MATERIAL AND METHODS

Patients' description

In our initial study, we had analyzed a total of 23 unrelated OMD subjects. Here, four additional unrelated OMD patients were recruited at the Polyclinique Les Jasmins in Tunis. All had primary infertility and had undergone at least one IVF cycle evidencing only abnormal or absent oocytes. All 27 subjects were of North African origin. All patients have given their informed consent.

WES and variants filtering

Genomic DNA was isolated from blood samples. Genetic data were obtained from Novogene sequencing center. Coding regions and intron/exon boundaries were sequenced after enrichment using SureSelect Human All Exon V6 –from Agilent.

An alignment‐ready GRCh38 reference genome (including ALT, decoy and HLA) was produced using “run‐gen‐ref hs38DH” from Heng Li′s bwakit package (https://github.com/lh3/bwa). The exomes were analyzed using a bioinformatics pipeline developed in‐house. The pipeline consists of two modules, both distributed under the GNU General Public License v3.0 and available on github.

The first module (https://github.com/ntm/grexome-TIMC-Primary) takes FASTQ files as input and produces a single merged GVCF file, as follows. Adaptors are trimmed and low‐quality reads filtered with fastp 0.20.0, reads are aligned with BWA‐MEM 0.7.17, duplicates are marked using samblaster 0.1.24, and BAM files are sorted and indexed with samtools 1.9. SNVs and short indels are called from each BAM file using strelka 2.9.10 to produce individual GVCF files. These are finally merged with mergeGVCFs_strelka.pl to obtain a single multi‐sample GVCF, which combines all exomes available in our laboratory.

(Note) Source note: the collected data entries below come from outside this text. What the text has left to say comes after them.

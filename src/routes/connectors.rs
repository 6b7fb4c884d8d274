use axum::extract::{Path, State};
use axum::response::sse::{Event, KeepAlive, Sse};
use axum::Json;
use futures_util::stream::{self, Stream};
use serde::{Deserialize, Serialize};
use std::convert::Infallible;

use crate::connectors::base::{ConnectorCredentials, ConnectorStatusReport};
use crate::error::EngineError;
use crate::routes::error::ApiResult;
use crate::state::AppState;

fn default_sync_interval() -> u32 {
    30
}

#[derive(Debug, Deserialize)]
pub struct CreateConnectorRequest {
    #[serde(rename = "type")]
    pub connector_type: String,
    pub credentials: ConnectorCredentials,
    #[serde(default)]
    pub label: Option<String>,
    #[serde(default = "default_sync_interval")]
    pub sync_interval: u32,
}

#[derive(Debug, Serialize)]
pub struct CreateConnectorResponse {
    pub success: bool,
    pub connector: ConnectorStatusReport,
}

pub async fn create(
    State(state): State<AppState>,
    Json(req): Json<CreateConnectorRequest>,
) -> ApiResult<Json<CreateConnectorResponse>> {
    let label = req.label.unwrap_or_else(|| req.connector_type.clone());
    let connector = state.ctx.connectors.add(
        &req.connector_type,
        req.credentials,
        &label,
        req.sync_interval,
    )?;

    state
        .sync_engine
        .add_schedule(&connector.connector_id, req.sync_interval);

    Ok(Json(CreateConnectorResponse {
        success: true,
        connector,
    }))
}

pub async fn list(State(state): State<AppState>) -> Json<Vec<ConnectorStatusReport>> {
    Json(state.ctx.connectors.list())
}

#[derive(Debug, Serialize)]
pub struct ConnectorTypeInfo {
    #[serde(rename = "type")]
    pub connector_type: &'static str,
    pub label: &'static str,
    pub credential_fields: &'static [&'static str],
}

pub async fn types() -> Json<Vec<ConnectorTypeInfo>> {
    Json(vec![ConnectorTypeInfo {
        connector_type: "gmail",
        label: "Gmail / IMAP",
        credential_fields: &["imap_server", "email", "password"],
    }])
}

pub async fn status(
    State(state): State<AppState>,
    Path(connector_id): Path<String>,
) -> ApiResult<Json<ConnectorStatusReport>> {
    let connector = state
        .ctx
        .connectors
        .get(&connector_id)
        .ok_or_else(|| EngineError::Input(format!("unknown connector: {connector_id}")))?;
    let report = connector.lock().status();
    Ok(Json(report))
}

#[derive(Debug, Serialize)]
pub struct DeleteConnectorResponse {
    pub success: bool,
}

/// Purges vector-store rows for every `.txt` item the connector produced
/// before tearing down its on-disk state, so no orphaned chunks remain.
pub async fn delete(
    State(state): State<AppState>,
    Path(connector_id): Path<String>,
) -> ApiResult<Json<DeleteConnectorResponse>> {
    state.sync_engine.remove_schedule(&connector_id);

    if let Some(connector) = state.ctx.connectors.get(&connector_id) {
        let items_folder = connector.lock().items_folder();
        if let Ok(entries) = std::fs::read_dir(&items_folder) {
            for entry in entries.filter_map(|e| e.ok()) {
                let path = entry.path();
                if path.extension().and_then(|e| e.to_str()) == Some("txt") {
                    let _ = state
                        .ctx
                        .store
                        .delete(&path.to_string_lossy())
                        .await;
                }
            }
        }
        let folder_str = items_folder.to_string_lossy().to_string();
        let index_id = crate::metadata::MetadataStore::index_id(&folder_str);
        state.ctx.metadata.delete_index(&index_id);
    }

    state.ctx.connectors.remove(&connector_id);

    Ok(Json(DeleteConnectorResponse { success: true }))
}

/// Server-sent-event stream of progress messages, terminated by a single
/// `complete` frame carrying the sync result.
pub async fn sync(
    State(state): State<AppState>,
    Path(connector_id): Path<String>,
) -> Sse<impl Stream<Item = Result<Event, Infallible>>> {
    let (tx, rx) = tokio::sync::mpsc::unbounded_channel::<Event>();

    tokio::spawn(async move {
        let progress_tx = tx.clone();
        let result = state
            .sync_engine
            .sync_connector(&connector_id, move |message| {
                let frame = serde_json::json!({ "type": "progress", "message": message });
                let _ = progress_tx.send(Event::default().data(frame.to_string()));
            })
            .await;

        let complete = serde_json::json!({
            "type": "complete",
            "new_items": result.new_items,
            "total_items": result.total_items,
            "errors": result.errors,
        });
        let _ = tx.send(Event::default().data(complete.to_string()));
    });

    let stream = stream::unfold(rx, |mut rx| async move {
        rx.recv().await.map(|event| (Ok(event), rx))
    });

    Sse::new(stream).keep_alive(KeepAlive::default())
}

The second module (https://github.com/ntm/grexome-TIMC-Secondary) takes each merged GVCF as input and produces annotated analysis‐ready TSV files. This is achieved by performing up to 15 streamlined tasks, including the following. Low‐quality variant calls (DP < 10, GQ < 20, or less than 15% of reads supporting the ALT allele) are discarded. Variant Effect Predictor v104 is used to annotate the variants and predict their impact, allowing to filter low‐impact (MODIFIER) variants and/or prioritize high‐impact ones (e.g., stop‐gain or frameshift variants). Variants with a minor allele frequency greater than 1% in gnomAD v2.0 or 3% in 1000 Genomes Project phase 3 are filtered. Additional information can be found in.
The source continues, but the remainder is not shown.